=== Exercise instructions ===
State, as a single number, how many lines in the data below contain "JobContext".

=== Record extracts ===
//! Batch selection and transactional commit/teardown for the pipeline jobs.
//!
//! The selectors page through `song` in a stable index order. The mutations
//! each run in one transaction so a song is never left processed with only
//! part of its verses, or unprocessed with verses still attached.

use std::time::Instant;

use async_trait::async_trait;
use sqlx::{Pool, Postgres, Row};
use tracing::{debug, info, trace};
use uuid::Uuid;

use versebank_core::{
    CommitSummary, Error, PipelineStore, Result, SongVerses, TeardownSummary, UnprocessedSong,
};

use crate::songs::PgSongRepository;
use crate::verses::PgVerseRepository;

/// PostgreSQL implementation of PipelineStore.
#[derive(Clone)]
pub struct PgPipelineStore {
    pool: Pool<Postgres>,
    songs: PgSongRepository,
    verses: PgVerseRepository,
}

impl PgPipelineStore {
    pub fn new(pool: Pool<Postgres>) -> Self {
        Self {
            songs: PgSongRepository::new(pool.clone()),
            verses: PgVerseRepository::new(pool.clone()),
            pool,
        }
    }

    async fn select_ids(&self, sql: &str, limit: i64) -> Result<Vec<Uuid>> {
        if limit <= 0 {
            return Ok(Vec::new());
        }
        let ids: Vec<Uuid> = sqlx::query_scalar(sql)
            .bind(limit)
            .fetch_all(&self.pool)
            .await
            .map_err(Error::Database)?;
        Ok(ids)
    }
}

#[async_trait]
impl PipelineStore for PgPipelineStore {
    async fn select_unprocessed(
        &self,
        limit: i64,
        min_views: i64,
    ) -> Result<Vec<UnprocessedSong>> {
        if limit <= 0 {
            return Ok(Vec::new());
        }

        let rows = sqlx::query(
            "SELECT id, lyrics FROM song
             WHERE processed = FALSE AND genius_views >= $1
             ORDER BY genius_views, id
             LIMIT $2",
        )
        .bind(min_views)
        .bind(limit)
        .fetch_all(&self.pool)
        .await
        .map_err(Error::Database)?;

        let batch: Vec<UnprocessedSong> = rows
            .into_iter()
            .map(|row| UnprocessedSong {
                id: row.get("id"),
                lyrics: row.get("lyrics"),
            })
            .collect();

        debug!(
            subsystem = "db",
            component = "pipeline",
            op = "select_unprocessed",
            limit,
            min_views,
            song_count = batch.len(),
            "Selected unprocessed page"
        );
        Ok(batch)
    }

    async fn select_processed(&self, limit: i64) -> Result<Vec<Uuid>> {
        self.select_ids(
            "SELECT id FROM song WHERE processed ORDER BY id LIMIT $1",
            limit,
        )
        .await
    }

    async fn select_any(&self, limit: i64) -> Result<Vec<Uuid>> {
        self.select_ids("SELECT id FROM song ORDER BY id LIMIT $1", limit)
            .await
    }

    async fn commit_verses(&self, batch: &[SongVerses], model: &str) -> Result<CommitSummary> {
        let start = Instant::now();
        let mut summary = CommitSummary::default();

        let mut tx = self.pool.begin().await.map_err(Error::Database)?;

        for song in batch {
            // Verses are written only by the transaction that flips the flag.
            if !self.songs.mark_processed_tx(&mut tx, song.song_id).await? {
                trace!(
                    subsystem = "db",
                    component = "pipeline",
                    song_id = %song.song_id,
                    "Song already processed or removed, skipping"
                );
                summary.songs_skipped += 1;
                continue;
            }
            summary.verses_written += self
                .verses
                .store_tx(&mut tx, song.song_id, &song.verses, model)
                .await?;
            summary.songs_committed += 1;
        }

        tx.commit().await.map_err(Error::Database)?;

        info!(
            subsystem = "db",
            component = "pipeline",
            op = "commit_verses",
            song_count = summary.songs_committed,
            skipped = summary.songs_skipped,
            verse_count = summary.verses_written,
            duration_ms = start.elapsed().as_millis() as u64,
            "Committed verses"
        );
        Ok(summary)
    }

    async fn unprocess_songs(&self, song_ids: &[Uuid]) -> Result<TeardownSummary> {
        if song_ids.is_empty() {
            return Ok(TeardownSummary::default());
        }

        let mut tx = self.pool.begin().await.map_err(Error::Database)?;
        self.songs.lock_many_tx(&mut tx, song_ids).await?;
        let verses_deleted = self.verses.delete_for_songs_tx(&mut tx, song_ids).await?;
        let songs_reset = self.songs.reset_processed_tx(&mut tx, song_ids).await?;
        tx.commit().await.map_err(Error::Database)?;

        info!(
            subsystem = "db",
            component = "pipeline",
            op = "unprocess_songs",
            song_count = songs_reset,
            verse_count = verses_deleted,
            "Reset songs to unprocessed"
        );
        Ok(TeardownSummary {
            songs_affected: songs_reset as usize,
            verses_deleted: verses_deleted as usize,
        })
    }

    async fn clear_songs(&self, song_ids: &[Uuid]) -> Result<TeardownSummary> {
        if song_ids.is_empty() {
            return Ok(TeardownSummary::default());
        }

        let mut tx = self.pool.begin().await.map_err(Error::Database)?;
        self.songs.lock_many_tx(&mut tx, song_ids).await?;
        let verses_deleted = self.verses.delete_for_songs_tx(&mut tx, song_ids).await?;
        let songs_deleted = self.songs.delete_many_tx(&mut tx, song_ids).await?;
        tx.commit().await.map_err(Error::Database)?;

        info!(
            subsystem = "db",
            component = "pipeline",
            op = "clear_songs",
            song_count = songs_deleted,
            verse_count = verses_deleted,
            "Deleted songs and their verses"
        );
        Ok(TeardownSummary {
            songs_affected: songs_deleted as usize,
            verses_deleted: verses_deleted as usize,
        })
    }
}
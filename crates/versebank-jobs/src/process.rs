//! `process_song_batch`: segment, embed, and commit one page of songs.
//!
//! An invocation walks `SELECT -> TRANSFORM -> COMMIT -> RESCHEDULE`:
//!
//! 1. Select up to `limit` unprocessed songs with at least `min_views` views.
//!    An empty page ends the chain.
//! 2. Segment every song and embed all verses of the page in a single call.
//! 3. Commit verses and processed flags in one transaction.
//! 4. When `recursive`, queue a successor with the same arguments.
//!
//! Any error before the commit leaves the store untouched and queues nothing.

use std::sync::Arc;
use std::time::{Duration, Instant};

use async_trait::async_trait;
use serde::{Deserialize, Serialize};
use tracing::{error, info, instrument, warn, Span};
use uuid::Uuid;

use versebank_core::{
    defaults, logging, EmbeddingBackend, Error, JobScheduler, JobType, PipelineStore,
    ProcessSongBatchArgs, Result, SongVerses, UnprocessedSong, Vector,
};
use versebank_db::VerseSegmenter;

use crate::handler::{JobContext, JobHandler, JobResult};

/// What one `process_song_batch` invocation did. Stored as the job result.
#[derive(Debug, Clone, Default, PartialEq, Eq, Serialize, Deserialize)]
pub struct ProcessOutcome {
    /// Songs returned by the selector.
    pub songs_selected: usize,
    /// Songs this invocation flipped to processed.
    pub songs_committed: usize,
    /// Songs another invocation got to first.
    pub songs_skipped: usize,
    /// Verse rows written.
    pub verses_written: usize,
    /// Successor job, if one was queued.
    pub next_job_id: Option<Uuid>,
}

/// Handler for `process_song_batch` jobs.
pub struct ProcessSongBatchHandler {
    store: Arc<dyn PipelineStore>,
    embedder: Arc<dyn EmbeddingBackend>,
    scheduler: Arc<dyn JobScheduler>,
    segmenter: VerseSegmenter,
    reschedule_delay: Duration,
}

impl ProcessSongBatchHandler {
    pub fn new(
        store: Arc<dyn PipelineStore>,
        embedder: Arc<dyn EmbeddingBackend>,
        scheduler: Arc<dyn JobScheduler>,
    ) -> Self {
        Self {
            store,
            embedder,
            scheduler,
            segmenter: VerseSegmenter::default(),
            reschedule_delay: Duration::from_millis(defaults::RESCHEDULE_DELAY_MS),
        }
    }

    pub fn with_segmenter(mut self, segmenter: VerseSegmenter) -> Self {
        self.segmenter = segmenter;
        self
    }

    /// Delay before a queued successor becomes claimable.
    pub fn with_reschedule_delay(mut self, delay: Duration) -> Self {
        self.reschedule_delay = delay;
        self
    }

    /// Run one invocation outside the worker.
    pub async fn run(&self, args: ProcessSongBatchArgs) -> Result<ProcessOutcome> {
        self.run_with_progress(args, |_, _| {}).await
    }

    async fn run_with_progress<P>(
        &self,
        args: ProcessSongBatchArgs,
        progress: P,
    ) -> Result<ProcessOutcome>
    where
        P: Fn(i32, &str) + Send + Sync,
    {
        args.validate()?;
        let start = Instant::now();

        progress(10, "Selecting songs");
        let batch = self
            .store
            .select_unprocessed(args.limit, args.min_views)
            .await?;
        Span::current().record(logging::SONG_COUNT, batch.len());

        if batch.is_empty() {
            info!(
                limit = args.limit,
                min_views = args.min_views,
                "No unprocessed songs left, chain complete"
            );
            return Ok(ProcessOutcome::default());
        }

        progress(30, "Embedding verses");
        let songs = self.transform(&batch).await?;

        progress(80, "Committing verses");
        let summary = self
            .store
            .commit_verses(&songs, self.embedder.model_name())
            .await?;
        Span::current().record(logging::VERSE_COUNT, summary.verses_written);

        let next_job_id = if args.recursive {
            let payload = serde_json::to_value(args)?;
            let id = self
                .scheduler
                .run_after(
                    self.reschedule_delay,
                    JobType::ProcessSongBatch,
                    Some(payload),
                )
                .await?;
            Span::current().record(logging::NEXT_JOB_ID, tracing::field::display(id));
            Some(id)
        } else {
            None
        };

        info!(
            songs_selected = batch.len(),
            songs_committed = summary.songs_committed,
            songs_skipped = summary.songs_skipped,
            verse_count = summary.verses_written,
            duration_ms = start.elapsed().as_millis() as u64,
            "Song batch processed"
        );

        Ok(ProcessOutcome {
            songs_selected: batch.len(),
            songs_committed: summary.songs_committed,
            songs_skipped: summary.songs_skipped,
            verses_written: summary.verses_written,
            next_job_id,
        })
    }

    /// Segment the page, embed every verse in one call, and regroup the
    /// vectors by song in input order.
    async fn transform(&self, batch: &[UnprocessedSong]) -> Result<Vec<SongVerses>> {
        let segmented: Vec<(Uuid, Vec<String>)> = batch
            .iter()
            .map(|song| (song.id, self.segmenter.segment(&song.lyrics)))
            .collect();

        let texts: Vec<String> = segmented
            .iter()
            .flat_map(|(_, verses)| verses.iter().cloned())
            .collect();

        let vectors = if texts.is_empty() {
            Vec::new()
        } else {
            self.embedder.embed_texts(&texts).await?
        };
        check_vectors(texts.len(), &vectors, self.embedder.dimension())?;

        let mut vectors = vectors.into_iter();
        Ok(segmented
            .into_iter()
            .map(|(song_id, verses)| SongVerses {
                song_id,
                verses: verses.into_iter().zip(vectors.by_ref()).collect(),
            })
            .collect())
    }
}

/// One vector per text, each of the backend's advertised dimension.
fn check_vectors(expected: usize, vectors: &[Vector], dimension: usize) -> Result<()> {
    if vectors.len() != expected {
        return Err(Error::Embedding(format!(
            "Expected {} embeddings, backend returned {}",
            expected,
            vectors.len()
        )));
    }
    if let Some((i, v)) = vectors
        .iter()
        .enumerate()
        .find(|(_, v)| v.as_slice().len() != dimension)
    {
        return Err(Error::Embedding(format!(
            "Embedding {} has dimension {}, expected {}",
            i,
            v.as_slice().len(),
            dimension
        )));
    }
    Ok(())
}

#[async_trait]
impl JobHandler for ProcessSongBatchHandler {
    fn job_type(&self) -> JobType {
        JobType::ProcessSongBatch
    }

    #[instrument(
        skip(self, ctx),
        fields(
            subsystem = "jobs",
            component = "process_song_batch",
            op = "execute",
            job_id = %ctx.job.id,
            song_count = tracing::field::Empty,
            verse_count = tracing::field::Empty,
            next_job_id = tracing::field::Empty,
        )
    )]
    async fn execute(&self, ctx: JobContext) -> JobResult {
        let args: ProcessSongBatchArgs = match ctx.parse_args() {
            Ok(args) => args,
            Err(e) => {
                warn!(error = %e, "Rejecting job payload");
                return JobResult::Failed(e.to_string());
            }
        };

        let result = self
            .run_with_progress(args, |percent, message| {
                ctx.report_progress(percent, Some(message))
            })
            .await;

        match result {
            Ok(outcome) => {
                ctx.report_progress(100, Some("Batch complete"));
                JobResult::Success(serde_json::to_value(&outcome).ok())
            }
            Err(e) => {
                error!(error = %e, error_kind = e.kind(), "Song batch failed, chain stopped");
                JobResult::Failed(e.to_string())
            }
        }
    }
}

=== Task response ===
2